((
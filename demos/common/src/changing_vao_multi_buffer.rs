//! The random lines of [`changing_vao`](crate::changing_vao), rewriting slot `0` of a
//! `multiBufferVAO` instead.

use crate::{
  changing_vao::{random_lines, PERIOD},
  shaders::BuiltinShader,
  shared::{begin_frame, load_mvp, seeded_rng, setup_render_state, Handled, OrbitView, Ticker},
  Backend, DemoError, Example, InputAction, LoopFeedback, PlatformServices,
};
use cgmath::Point3;
use ngl::{
  context::GraphicsContext,
  shader::ShaderLib,
  vao::{AttribPointer, BindVao, BufferUsage, Mode, MultiBufferVao, VertexData},
};
use rand::rngs::StdRng;

pub struct LocalExample {
  view: OrbitView,
  shaders: ShaderLib<Backend>,
  vao: MultiBufferVao<Backend>,
  ticker: Ticker,
  rng: StdRng,
  points: Vec<[f32; 3]>,
}

impl Example for LocalExample {
  fn bootstrap(
    platform: &mut impl PlatformServices,
    context: &mut impl GraphicsContext<Backend = Backend>,
  ) -> Result<Self, DemoError> {
    setup_render_state(context);
    let backend = context.backend();

    let mut shaders = ShaderLib::new();
    BuiltinShader::Colour.load(&mut shaders, backend)?;

    let vao = MultiBufferVao::new(backend, Mode::Line)?;

    let mut rng = seeded_rng(platform);
    let points = random_lines(&mut rng);

    Ok(LocalExample {
      view: OrbitView::new(Point3::new(0., 1., 40.), 0.01, 350.),
      shaders,
      vao,
      ticker: Ticker::new(PERIOD),
      rng,
      points,
    })
  }

  fn render_frame(
    mut self,
    time: f32,
    actions: impl Iterator<Item = InputAction>,
    context: &mut impl GraphicsContext<Backend = Backend>,
  ) -> Result<LoopFeedback<Self>, DemoError> {
    for action in actions {
      if self.view.handle(&action, context) == Handled::Exit {
        return Ok(LoopFeedback::Exit);
      }
    }

    if self.ticker.ticks(time) > 0 {
      self.points = random_lines(&mut self.rng);
    }

    begin_frame(context, self.view.size());
    let backend = context.backend();

    self
      .shaders
      .use_program(backend, BuiltinShader::Colour.name())?;
    self.shaders.set_uniform(backend, "Colour", [1f32; 4])?;
    load_mvp(
      &mut self.shaders,
      backend,
      self.view.mouse_tx(),
      self.view.view,
      self.view.project(),
    )?;

    let data = VertexData::new(&self.points).with_usage(BufferUsage::DynamicDraw);

    let mut vao = self.vao.bind(backend);
    // always the same slot, so no buffer gets appended
    vao.set_data_at(0, data)?;
    vao.set_vertex_attribute_pointer(AttribPointer::floats(0, 3, 0, 0))?;
    vao.draw()?;
    drop(vao);

    log::debug!(
      "{} buffer(s), {} vertices",
      self.vao.buffer_count(),
      self.points.len()
    );

    Ok(LoopFeedback::Continue(self))
  }
}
))
• **How to complete this task**: Go through the entries above and copy each line with "PlatformServices" in it.

• **Answer for this exercise**:
  Backend, DemoError, Example, InputAction, LoopFeedback, PlatformServices,
    platform: &mut impl PlatformServices,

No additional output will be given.